Most small businesses rely on email as their preferred form of communication. Either internally or externally to clients, customers and suppliers, email is the go-to format we’d be lost without. Our love affair with it is no surprise – it’s quick, simple and provides a paper trail. But its convenience doesn’t always mean relaxed. In fact, poor email communication can hurt your reputation and cost you customers. Here’s how to be smart with your business email:
Get a better e-mail service: Too often I see companies using e-mail addresses from gmail, yahoo, or even aol.com. Custom domains (the part after the @) are so common these days, that many consumers will interpret this as less professional than it could be. I believe that one of the first things a business should do is establish a solid brand, and with that comes an appropriate domain name, website, and e-mail. Believe it or not, it does not cost very much to own the rights to a custom domain, on the order of $10-$20 annually. You can register it (or we can do it for you) through any number of domain registrars, but our favorite is namecheap.com. Once you have that custom domain, you can use it to create an e-mail address that represents what you want your clients to see like yourname@, sales@, help@, or anything really. Finally, you need to choose a host for your e-mail. The domain registrars will often offer cheap or even free basic e-mail. That could be enough for some people, but we recommend a much more robust technology called “Microsoft Exchange”. In years past you would need to purchase and maintain an expensive server to have Exchange email. But, these days you can purchase a ‘hosted exchange’ inbox on a per month basis, for relatively low cost. We currently charge about $15/mo for this service. Once you have this Exchange mailbox, you can enjoy the benefits of real-time synchronized email, calendar, and contacts between all of your devices, sharing with other members of your domain, and even spam filtering that is much more effective and secure than what you get with free services such as Gmail.
Manage your inbox: Your inbox is only for items you still need to access. Once you’re finished with an email, you should delete it or archive it. If you were to imagine your inbox as physical letters, you’d never let it grow to a 6-foot high stack of chaos. Instead, you’d either throw them out or do the filing. It’s not hard to identify which ones to keep for reference, so create inbox folders to sort them accordingly. As emails arrive and are actioned, move them to the relevant folder or the delete bin. Certain email systems such as POP and IMAP can really choke when your inbox gets too large, so better systems such as Microsoft Exchange can really be a benefit here.
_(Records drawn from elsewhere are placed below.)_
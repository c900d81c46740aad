pub mod achievements_constants;
pub mod achievements_model;
pub mod achievements_service;

pub use achievements_constants::ACHIEVEMENT_CATALOG;
pub use achievements_model::{
    AchievementCheck, AchievementDefinition, AchievementKind, AchievementStatus,
};
pub use achievements_service::{achievement_statuses, check_achievements};
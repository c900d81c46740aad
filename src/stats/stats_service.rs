use chrono::{Duration, NaiveDate};
use rust_decimal::Decimal;
use rust_decimal_macros::dec;

use super::stats_model::{DailyTotal, PlanStatus, Stats};
use crate::constants::{DEFAULT_TARGET_UNITS, WEEKLY_SUMMARY_DAYS};
use crate::plans::Plan;
use crate::readings::ReadingLog;
use crate::utils::time_utils;

/// Derives progress metrics from the plan and log sequence.
///
/// Pure function of its inputs; `today` is the caller's calendar day so
/// results are reproducible under test. Without a plan it returns the
/// zero-progress sentinel rather than an error.
pub fn compute_stats(plan: Option<&Plan>, logs: &[ReadingLog], today: NaiveDate) -> Stats {
    let plan = match plan {
        Some(plan) => plan,
        None => {
            return Stats {
                total_read: Decimal::ZERO,
                remaining: DEFAULT_TARGET_UNITS,
                progress_percent: Decimal::ZERO,
                days_left: None,
                daily_pace: Decimal::ZERO,
                status: PlanStatus::None,
            }
        }
    };

    let total_read: Decimal = logs.iter().map(|log| log.amount).sum();
    let remaining = (plan.target_units - total_read).max(Decimal::ZERO);
    let progress_percent = if plan.target_units.is_zero() {
        Decimal::ZERO
    } else {
        (total_read / plan.target_units * dec!(100)).min(dec!(100))
    };

    let elapsed_days = (today - time_utils::local_day(plan.started_at)).num_days();
    let remaining_days = plan.duration_days - elapsed_days;
    // The pace divisor never drops below one day; the reported days_left
    // still bottoms out at zero.
    let safe_remaining_days = remaining_days.max(1);
    let daily_pace = remaining / Decimal::from(safe_remaining_days);

    let status = if progress_percent >= dec!(100) {
        PlanStatus::Completed
    } else if remaining_days <= 0 {
        PlanStatus::Expired
    } else {
        PlanStatus::Active
    };

    Stats {
        total_read,
        remaining,
        progress_percent,
        days_left: Some(remaining_days.max(0)),
        daily_pace,
        status,
    }
}

/// Per-day totals for the trailing week, oldest day first. Days without
/// entries are zero-filled so the summary always spans the full window.
pub fn weekly_totals(logs: &[ReadingLog], today: NaiveDate) -> Vec<DailyTotal> {
    let window_start = today - Duration::days(WEEKLY_SUMMARY_DAYS - 1);

    time_utils::get_days_between(window_start, today)
        .into_iter()
        .map(|day| {
            let total = logs
                .iter()
                .filter(|log| time_utils::local_day(log.logged_at) == day)
                .map(|log| log.amount)
                .sum();
            DailyTotal { day, total }
        })
        .collect()
}
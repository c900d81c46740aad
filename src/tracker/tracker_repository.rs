use diesel::prelude::*;
use log::warn;
use serde::de::DeserializeOwned;
use std::sync::Arc;

use super::tracker_model::TrackerState;
use super::tracker_traits::TrackerStateRepositoryTrait;
use crate::db::{get_connection, DbPool};
use crate::errors::{Error, Result};
use crate::plans::Plan;
use crate::schema::state_entries::dsl::*;

const PLAN_KEY: &str = "plan";
const LOGS_KEY: &str = "logs";
const THEME_KEY: &str = "theme";
const ACHIEVEMENTS_KEY: &str = "achievements";
const STREAK_KEY: &str = "streak";
const LONGEST_STREAK_KEY: &str = "longestStreak";

/// Keys owned by the tracking lifecycle; the theme deliberately survives a
/// full reset.
const TRACKING_KEYS: [&str; 5] = [
    PLAN_KEY,
    LOGS_KEY,
    ACHIEVEMENTS_KEY,
    STREAK_KEY,
    LONGEST_STREAK_KEY,
];

#[derive(Queryable, Insertable, Debug)]
#[diesel(table_name = crate::schema::state_entries)]
pub struct StateEntry {
    pub entry_key: String,
    pub entry_value: String,
}

pub struct TrackerStateRepository {
    pool: Arc<DbPool>,
}

impl TrackerStateRepository {
    pub fn new(pool: Arc<DbPool>) -> Self {
        TrackerStateRepository { pool }
    }
}

impl TrackerStateRepositoryTrait for TrackerStateRepository {
    fn load(&self) -> Result<TrackerState> {
        let mut conn = get_connection(&self.pool)?;
        let all_entries: Vec<(String, String)> = state_entries
            .select((entry_key, entry_value))
            .load::<(String, String)>(&mut conn)
            .map_err(Error::from)?;

        let mut state = TrackerState::default();

        for (key, value) in all_entries {
            match key.as_str() {
                PLAN_KEY => {
                    state.plan = parse_entry::<Plan>(PLAN_KEY, &value).filter(|plan| {
                        if plan.is_well_formed() {
                            true
                        } else {
                            warn!("Discarding stored plan with out-of-range values");
                            false
                        }
                    });
                }
                LOGS_KEY => {
                    state.logs = parse_entry(LOGS_KEY, &value).unwrap_or_default();
                }
                THEME_KEY => state.theme = value,
                ACHIEVEMENTS_KEY => {
                    state.unlocked_achievements =
                        parse_entry(ACHIEVEMENTS_KEY, &value).unwrap_or_default();
                }
                STREAK_KEY => {
                    state.streak.current = value.parse().unwrap_or(0);
                }
                LONGEST_STREAK_KEY => {
                    state.streak.longest = value.parse().unwrap_or(0);
                }
                _ => {} // Ignore unknown entries
            }
        }

        Ok(state)
    }

    fn save(&self, state: &TrackerState) -> Result<()> {
        let mut conn = get_connection(&self.pool)?;

        conn.transaction::<_, Error, _>(|conn| {
            match &state.plan {
                Some(plan) => {
                    diesel::replace_into(state_entries)
                        .values(&StateEntry {
                            entry_key: PLAN_KEY.to_string(),
                            entry_value: serde_json::to_string(plan)?,
                        })
                        .execute(conn)?;
                }
                None => {
                    diesel::delete(state_entries.filter(entry_key.eq(PLAN_KEY)))
                        .execute(conn)?;
                }
            }

            diesel::replace_into(state_entries)
                .values(&StateEntry {
                    entry_key: LOGS_KEY.to_string(),
                    entry_value: serde_json::to_string(&state.logs)?,
                })
                .execute(conn)?;

            diesel::replace_into(state_entries)
                .values(&StateEntry {
                    entry_key: THEME_KEY.to_string(),
                    entry_value: state.theme.clone(),
                })
                .execute(conn)?;

            diesel::replace_into(state_entries)
                .values(&StateEntry {
                    entry_key: ACHIEVEMENTS_KEY.to_string(),
                    entry_value: serde_json::to_string(&state.unlocked_achievements)?,
                })
                .execute(conn)?;

            diesel::replace_into(state_entries)
                .values(&StateEntry {
                    entry_key: STREAK_KEY.to_string(),
                    entry_value: state.streak.current.to_string(),
                })
                .execute(conn)?;

            diesel::replace_into(state_entries)
                .values(&StateEntry {
                    entry_key: LONGEST_STREAK_KEY.to_string(),
                    entry_value: state.streak.longest.to_string(),
                })
                .execute(conn)?;

            Ok(())
        })
    }

    fn clear_tracking_state(&self) -> Result<()> {
        let mut conn = get_connection(&self.pool)?;
        diesel::delete(state_entries.filter(entry_key.eq_any(TRACKING_KEYS)))
            .execute(&mut conn)
            .map_err(Error::from)?;
        Ok(())
    }
}

fn parse_entry<T: DeserializeOwned>(key: &str, raw: &str) -> Option<T> {
    match serde_json::from_str(raw) {
        Ok(value) => Some(value),
        Err(e) => {
            warn!("Discarding unreadable state entry '{}': {}", key, e);
            None
        }
    }
}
Write professional messages: Stepping across the line from casual to careless is easy if you skip the basic elements of good business writing. Grammar will always be important and the sentence structure of your language hasn’t changed. All email programs include a spell-checker, many of which draw attention to errors immediately, so there’s really no excuse. Typing in all CAPS is seen as yelling, and breaking your text into paragraphs makes your message so much more readable. One last thing before you click send, quickly glance over your email to make sure your tone is appropriate and no mistakes have snuck through.
Embrace the subject line: Many emails are missed because the subject line was empty or meant nothing to the receiver. Writing these attention-grabbing nuggets can be tricky, but if you simply summarize the message, you’ll do fine. Just remember to keep them under 5-8 words so they fit on mobile displays.
Be smart with attachments: Keep attachments small – under 2MB – as they can clog up the email server. For larger attachments, share the file location as a link using cloud storage. When you’re sent an attachment you’d like to keep, save the file and then delete the email. And as always, be careful with unexpected attachments, especially from unknown senders. It’s more important than ever to scan all attachments with an antivirus before opening. Here is another situation when Microsoft Exchange can really benefit you. With Exchange you usually have the ability to send and receive much larger attachments, and even have them scanned for viruses or suspicious attachments BEFORE they reach your computer.
Keep your CC/BCC under control: The carbon copy (CC) and blind carbon copy (BCC) let you send the email to additional stakeholders, more as an FYI than anything else. As a rule, use BCC if you’re using an email list or privacy is an issue. But before you add extra people to the email, make sure the email IS relevant to them. There’s nothing worse than being stuck in a pointless email chain!